▶ **Data for processing**:
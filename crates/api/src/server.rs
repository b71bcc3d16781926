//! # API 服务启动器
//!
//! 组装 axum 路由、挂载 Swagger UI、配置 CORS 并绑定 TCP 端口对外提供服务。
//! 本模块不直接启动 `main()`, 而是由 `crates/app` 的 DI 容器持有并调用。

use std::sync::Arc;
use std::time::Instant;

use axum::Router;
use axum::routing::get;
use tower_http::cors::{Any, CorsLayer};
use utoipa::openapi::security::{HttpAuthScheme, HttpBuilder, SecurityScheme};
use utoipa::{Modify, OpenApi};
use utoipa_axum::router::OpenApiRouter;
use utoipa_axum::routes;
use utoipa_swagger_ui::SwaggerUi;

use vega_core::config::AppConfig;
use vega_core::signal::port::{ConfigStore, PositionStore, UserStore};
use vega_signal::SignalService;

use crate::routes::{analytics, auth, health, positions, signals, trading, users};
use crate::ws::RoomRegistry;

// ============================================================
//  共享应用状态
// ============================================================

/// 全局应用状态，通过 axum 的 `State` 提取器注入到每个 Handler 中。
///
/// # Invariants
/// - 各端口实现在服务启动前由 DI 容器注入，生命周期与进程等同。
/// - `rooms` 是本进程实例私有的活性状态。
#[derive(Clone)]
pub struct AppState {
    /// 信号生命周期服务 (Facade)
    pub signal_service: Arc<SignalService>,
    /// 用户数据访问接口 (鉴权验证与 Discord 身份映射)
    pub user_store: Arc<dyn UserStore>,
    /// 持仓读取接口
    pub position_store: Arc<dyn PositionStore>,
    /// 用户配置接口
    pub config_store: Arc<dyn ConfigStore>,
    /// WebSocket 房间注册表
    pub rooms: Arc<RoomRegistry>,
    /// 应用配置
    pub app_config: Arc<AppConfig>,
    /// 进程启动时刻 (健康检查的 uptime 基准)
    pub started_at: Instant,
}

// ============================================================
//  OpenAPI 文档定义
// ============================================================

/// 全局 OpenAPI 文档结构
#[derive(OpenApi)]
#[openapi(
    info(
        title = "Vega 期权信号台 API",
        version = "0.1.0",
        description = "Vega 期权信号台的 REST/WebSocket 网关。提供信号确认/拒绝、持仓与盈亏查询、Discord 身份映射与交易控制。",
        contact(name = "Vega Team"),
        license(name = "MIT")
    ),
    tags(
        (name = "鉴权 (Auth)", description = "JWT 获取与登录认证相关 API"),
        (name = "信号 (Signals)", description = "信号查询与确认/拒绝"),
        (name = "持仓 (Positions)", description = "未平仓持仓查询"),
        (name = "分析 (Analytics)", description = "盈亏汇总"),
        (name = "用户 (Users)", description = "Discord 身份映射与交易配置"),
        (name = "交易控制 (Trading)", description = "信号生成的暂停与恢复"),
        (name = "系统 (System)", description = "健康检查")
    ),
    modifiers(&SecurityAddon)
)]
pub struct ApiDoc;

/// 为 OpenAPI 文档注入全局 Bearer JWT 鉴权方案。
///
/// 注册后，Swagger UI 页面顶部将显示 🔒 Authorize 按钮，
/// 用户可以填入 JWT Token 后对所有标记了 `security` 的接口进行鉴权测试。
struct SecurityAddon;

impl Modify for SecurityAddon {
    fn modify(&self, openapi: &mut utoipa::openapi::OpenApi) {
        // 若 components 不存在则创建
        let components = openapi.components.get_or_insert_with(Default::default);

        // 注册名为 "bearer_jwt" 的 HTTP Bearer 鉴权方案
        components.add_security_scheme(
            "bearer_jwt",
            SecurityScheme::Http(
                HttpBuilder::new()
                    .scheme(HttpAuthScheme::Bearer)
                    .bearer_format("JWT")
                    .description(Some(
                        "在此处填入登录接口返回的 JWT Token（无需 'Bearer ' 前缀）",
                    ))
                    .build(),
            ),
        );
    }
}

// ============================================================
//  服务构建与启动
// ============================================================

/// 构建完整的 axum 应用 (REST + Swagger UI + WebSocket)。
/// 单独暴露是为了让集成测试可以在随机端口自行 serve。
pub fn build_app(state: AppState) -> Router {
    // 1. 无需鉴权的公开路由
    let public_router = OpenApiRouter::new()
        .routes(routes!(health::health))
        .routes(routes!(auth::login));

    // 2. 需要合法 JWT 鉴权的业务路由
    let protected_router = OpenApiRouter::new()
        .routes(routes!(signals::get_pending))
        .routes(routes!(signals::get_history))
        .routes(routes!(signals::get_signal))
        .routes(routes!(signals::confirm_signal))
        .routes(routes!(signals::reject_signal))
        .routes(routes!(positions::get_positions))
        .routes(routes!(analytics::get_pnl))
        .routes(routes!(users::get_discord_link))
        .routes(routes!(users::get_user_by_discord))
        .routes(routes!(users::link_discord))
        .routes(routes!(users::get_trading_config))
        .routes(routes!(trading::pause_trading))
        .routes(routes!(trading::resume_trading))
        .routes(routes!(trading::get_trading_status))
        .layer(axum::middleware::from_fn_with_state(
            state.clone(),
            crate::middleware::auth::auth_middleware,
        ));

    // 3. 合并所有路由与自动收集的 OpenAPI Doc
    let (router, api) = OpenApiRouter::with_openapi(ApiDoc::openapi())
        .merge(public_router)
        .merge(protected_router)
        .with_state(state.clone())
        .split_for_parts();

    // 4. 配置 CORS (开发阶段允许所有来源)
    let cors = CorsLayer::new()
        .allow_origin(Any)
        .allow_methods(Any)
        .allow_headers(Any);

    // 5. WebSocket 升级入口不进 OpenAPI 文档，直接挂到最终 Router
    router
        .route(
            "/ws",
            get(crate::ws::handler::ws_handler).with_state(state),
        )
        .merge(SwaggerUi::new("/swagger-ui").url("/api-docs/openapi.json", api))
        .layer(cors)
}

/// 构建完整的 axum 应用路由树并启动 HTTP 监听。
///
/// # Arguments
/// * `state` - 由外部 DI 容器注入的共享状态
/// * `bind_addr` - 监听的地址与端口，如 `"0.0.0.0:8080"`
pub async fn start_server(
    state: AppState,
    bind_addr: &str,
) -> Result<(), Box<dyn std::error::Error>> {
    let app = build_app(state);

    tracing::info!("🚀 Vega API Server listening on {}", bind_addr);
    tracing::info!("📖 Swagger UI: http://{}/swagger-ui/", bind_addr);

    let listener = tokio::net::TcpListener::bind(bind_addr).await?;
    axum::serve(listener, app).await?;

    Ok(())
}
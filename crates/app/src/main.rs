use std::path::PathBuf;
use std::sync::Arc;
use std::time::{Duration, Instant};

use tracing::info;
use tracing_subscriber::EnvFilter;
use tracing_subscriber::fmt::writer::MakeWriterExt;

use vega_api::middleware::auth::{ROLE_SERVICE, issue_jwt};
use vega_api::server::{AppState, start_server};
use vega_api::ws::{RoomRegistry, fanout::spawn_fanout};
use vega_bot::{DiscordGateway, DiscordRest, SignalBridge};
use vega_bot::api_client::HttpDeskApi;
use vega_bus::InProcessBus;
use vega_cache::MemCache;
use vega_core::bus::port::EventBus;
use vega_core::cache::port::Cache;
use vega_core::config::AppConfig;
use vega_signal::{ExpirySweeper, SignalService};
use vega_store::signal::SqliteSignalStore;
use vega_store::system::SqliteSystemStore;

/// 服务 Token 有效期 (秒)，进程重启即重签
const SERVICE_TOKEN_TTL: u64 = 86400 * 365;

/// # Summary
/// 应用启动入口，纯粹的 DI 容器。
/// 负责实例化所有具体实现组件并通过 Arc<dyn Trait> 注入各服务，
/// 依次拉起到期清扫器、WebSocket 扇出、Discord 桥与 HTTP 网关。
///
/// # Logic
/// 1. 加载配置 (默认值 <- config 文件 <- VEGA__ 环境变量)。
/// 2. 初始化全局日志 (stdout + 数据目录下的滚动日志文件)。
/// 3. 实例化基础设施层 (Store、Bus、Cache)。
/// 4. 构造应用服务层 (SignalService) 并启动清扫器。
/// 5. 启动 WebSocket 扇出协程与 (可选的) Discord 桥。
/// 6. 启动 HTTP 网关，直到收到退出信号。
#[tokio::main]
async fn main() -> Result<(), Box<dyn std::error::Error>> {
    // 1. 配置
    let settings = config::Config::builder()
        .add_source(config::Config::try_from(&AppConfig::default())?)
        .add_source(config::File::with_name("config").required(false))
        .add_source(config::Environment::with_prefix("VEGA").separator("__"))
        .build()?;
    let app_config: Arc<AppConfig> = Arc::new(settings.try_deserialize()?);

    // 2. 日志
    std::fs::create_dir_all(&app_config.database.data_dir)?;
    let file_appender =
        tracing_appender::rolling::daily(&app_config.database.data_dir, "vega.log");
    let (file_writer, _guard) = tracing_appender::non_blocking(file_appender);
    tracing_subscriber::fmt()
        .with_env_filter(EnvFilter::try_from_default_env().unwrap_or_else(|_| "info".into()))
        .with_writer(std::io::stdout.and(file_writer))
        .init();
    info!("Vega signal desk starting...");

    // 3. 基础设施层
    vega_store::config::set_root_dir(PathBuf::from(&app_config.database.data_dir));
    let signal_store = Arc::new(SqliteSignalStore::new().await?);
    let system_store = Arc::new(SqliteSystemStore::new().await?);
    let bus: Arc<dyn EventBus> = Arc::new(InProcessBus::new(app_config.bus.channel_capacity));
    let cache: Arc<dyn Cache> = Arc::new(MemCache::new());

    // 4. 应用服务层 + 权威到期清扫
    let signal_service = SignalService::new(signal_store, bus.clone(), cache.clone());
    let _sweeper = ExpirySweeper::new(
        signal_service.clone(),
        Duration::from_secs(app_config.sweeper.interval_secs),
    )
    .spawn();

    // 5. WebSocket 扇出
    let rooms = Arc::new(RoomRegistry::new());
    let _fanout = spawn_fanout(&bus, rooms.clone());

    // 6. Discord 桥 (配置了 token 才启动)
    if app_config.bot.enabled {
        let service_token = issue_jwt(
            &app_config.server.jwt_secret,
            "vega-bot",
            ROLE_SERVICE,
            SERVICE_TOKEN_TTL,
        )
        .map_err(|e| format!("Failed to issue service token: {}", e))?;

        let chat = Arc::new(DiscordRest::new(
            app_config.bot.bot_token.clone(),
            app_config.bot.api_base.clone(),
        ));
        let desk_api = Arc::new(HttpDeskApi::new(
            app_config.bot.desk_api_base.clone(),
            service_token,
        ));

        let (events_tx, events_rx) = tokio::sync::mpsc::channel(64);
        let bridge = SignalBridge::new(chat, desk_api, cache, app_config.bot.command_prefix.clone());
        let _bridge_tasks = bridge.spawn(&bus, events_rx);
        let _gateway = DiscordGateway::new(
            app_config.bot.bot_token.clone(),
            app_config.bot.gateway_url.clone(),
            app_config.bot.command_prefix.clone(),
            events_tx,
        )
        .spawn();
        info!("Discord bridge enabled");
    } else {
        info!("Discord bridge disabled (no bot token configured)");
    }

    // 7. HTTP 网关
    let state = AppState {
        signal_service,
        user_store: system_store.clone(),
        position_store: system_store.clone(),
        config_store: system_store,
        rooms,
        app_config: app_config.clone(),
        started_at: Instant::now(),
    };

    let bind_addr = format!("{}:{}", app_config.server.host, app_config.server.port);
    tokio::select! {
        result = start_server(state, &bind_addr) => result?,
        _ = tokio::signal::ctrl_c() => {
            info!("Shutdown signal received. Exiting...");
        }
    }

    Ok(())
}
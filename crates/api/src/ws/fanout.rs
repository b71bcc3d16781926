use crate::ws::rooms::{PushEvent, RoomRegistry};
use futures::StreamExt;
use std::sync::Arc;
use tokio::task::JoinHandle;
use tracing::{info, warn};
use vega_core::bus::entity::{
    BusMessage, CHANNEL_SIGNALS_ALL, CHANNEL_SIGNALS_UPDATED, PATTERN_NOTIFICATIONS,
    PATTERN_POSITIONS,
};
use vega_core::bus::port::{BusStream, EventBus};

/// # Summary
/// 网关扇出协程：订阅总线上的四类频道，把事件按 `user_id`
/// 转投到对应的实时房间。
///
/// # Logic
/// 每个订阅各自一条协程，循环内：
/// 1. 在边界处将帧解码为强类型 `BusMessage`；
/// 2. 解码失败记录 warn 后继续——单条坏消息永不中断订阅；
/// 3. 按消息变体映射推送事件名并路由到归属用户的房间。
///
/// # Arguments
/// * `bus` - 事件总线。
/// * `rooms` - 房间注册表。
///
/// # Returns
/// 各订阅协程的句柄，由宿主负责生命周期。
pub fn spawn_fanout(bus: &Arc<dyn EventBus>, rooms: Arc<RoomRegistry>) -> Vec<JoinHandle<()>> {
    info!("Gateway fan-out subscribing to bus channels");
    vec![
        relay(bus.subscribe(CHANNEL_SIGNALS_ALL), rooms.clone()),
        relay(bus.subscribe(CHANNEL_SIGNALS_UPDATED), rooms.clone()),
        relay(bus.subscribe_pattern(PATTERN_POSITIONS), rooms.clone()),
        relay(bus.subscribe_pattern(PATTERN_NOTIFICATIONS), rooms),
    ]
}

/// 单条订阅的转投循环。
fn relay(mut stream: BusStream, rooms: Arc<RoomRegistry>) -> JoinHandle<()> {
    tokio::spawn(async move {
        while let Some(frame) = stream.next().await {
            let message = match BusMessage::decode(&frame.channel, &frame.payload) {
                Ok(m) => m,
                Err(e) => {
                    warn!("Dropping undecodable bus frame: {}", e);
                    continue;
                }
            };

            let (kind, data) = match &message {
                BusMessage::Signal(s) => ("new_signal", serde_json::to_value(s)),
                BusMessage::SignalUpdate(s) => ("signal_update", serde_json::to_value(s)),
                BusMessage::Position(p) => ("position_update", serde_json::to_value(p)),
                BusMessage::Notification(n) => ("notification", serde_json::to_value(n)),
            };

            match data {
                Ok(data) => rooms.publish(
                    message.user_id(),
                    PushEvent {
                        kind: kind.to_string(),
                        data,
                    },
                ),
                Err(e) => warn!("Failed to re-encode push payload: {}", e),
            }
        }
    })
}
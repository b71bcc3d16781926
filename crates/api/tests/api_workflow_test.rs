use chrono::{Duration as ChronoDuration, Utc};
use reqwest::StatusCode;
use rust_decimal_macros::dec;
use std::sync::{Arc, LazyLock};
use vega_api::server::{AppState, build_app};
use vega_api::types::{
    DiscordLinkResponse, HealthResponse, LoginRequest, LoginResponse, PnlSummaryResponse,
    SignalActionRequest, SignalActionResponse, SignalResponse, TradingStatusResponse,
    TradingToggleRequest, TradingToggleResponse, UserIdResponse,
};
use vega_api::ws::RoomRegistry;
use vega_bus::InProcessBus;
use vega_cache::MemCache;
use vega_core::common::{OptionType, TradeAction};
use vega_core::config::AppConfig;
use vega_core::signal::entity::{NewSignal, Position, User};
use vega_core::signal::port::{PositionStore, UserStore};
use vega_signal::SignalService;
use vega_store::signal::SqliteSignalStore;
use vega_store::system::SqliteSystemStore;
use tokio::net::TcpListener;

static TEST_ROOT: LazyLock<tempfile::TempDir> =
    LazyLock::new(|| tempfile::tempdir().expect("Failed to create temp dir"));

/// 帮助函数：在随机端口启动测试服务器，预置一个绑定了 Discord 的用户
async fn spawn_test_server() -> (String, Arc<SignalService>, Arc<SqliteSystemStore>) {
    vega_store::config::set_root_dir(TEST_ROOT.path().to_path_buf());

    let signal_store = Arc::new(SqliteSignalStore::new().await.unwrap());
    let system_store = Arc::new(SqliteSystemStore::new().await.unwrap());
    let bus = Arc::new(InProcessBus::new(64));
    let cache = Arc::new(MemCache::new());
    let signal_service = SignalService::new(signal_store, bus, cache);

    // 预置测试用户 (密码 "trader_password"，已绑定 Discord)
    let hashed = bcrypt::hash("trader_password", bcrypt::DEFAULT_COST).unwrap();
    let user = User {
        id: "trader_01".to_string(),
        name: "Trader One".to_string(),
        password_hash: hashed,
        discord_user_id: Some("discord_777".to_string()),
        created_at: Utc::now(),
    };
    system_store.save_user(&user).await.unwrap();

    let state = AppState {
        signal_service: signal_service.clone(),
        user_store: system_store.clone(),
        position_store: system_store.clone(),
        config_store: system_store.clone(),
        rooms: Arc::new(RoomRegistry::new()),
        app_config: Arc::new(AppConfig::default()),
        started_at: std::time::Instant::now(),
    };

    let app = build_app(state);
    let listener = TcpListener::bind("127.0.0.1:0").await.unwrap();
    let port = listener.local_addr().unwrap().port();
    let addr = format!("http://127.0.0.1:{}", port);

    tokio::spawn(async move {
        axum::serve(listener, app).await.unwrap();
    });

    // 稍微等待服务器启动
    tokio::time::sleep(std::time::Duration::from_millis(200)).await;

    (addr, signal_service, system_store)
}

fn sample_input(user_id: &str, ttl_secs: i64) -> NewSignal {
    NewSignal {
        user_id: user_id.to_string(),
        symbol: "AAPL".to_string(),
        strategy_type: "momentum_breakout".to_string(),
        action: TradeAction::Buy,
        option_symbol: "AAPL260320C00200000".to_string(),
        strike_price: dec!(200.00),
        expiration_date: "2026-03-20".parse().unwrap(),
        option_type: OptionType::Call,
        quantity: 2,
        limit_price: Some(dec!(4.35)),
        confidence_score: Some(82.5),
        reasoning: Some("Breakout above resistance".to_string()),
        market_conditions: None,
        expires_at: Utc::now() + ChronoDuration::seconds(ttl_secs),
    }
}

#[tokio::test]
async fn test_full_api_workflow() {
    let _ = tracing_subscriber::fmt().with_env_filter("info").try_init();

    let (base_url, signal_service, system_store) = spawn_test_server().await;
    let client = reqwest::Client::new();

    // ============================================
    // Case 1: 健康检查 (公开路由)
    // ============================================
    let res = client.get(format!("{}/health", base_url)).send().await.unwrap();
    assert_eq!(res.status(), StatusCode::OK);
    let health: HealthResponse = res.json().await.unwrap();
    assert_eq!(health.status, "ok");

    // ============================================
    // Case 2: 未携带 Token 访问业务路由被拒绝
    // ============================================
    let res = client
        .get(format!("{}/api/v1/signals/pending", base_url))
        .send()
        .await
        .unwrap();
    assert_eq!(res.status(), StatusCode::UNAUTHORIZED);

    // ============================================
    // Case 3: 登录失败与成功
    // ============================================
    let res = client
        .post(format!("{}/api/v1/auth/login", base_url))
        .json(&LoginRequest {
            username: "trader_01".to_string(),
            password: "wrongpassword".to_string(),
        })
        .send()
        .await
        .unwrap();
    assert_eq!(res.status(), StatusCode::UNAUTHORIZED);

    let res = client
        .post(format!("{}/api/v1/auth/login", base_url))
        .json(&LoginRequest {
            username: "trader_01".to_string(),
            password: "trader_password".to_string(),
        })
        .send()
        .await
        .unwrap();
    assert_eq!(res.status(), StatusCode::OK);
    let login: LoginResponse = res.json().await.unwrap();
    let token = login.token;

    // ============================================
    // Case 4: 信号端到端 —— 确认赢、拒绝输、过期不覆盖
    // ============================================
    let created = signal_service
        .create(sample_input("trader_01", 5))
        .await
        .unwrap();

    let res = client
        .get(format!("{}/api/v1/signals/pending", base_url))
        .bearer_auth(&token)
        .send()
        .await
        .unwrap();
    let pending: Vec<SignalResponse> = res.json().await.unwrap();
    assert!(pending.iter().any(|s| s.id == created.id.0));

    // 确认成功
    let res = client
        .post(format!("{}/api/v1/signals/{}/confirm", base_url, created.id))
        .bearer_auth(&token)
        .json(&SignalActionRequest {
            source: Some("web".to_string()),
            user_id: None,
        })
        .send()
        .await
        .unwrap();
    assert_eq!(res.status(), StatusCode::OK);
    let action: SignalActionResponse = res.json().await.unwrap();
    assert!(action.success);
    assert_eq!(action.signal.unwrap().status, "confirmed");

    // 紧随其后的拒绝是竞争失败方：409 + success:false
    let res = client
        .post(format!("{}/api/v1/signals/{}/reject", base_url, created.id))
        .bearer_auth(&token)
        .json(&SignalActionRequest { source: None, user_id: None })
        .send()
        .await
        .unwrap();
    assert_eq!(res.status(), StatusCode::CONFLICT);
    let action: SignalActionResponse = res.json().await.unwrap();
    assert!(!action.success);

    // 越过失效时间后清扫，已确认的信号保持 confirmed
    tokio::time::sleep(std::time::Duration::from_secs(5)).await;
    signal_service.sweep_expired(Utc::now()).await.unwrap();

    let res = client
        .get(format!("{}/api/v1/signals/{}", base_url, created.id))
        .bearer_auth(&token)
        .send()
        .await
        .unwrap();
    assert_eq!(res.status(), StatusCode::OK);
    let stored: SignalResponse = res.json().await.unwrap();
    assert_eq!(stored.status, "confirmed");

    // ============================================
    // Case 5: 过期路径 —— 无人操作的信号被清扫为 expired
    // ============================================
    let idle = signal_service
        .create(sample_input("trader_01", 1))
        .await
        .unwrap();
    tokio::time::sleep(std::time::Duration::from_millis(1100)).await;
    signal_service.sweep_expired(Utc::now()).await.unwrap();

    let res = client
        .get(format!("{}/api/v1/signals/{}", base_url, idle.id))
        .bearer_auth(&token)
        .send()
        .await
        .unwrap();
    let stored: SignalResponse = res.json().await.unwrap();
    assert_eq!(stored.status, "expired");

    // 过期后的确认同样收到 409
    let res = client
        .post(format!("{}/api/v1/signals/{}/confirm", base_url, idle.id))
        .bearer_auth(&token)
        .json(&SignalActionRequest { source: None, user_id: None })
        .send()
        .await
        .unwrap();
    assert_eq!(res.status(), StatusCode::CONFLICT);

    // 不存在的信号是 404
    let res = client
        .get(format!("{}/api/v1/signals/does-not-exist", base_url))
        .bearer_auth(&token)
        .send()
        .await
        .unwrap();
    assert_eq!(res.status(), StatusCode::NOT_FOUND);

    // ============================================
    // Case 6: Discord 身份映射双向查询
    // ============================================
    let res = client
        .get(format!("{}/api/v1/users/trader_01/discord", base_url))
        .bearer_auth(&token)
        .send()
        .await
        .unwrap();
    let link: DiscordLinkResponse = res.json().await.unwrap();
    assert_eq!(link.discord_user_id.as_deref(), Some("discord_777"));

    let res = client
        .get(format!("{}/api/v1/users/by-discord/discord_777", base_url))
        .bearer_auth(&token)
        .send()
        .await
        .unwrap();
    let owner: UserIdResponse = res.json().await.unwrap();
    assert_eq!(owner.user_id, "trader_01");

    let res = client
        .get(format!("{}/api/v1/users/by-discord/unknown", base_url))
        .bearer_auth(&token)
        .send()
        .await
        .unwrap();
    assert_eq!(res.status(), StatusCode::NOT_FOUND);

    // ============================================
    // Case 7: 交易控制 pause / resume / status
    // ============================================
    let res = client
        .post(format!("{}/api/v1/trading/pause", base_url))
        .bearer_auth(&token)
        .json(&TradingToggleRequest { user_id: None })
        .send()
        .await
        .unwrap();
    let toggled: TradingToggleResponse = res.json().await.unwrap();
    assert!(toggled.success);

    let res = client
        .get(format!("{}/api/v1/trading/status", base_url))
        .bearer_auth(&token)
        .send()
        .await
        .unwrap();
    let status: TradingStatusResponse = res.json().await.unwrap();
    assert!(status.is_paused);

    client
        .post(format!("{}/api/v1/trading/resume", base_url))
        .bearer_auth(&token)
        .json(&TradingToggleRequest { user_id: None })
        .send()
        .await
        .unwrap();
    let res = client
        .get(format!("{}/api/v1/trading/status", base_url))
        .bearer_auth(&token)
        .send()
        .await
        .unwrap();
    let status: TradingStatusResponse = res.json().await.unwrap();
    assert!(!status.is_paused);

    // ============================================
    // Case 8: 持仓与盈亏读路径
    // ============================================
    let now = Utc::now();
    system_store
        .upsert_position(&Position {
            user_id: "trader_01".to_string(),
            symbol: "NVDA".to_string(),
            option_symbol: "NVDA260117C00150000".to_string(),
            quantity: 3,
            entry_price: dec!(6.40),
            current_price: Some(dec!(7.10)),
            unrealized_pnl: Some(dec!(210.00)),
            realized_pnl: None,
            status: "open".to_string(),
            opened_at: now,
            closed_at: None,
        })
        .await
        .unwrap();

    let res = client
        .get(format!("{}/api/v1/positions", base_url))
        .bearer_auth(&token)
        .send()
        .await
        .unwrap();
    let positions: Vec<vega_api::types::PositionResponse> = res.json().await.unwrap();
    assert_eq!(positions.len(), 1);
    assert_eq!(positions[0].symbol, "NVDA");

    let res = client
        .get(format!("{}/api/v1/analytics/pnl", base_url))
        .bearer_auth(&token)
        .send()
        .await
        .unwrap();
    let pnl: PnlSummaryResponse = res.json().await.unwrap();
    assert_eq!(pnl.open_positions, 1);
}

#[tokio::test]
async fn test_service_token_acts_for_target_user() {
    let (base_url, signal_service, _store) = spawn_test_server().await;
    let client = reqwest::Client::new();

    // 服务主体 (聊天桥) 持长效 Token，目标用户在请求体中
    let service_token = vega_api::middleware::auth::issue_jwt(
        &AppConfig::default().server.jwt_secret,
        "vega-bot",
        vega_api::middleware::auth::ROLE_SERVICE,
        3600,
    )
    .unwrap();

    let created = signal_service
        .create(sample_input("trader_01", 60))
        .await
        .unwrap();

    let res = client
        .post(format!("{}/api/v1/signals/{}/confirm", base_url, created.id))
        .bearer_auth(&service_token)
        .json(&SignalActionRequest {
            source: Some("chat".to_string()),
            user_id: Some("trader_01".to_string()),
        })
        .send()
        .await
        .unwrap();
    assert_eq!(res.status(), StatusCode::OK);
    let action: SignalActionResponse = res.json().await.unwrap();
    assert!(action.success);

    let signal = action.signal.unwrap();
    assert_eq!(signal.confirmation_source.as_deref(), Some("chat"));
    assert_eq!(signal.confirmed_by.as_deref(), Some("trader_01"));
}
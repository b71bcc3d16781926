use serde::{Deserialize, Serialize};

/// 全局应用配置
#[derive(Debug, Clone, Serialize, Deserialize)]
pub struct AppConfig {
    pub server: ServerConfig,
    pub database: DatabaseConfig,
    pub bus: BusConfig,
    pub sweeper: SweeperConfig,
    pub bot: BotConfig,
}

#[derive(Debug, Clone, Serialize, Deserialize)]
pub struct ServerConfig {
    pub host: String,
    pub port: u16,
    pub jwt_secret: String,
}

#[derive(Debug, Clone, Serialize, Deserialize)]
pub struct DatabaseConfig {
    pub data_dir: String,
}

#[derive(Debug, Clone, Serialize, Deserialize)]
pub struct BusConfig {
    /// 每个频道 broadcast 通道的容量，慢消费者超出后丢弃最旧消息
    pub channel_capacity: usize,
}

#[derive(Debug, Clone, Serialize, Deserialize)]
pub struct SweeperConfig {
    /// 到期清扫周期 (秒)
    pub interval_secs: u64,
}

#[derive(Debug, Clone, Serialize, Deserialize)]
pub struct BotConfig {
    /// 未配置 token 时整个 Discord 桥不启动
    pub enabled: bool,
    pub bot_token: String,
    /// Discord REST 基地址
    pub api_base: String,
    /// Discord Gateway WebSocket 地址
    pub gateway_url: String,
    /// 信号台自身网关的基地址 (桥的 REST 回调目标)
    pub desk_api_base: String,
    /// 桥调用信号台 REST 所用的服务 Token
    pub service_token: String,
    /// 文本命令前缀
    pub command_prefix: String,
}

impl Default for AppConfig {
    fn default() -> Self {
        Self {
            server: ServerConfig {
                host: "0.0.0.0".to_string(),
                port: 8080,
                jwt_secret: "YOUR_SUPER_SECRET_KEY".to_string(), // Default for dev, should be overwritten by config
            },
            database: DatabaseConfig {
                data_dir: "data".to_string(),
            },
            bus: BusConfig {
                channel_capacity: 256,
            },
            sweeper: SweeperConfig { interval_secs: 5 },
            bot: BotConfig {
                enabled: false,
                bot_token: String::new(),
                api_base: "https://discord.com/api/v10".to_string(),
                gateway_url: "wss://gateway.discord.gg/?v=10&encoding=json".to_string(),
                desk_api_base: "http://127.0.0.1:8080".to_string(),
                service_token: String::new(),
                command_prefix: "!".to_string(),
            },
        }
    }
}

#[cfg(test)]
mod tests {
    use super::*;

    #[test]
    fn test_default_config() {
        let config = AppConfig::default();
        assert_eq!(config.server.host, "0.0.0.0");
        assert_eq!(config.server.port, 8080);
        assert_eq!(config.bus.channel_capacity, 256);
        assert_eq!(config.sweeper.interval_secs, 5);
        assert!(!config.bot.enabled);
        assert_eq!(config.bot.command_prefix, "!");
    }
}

▶ **Exercise details**: Taking the listing as a whole, count how many of its lines contain the word "None", and reply with that count alone.

▶ **Answer to this exercise**: 8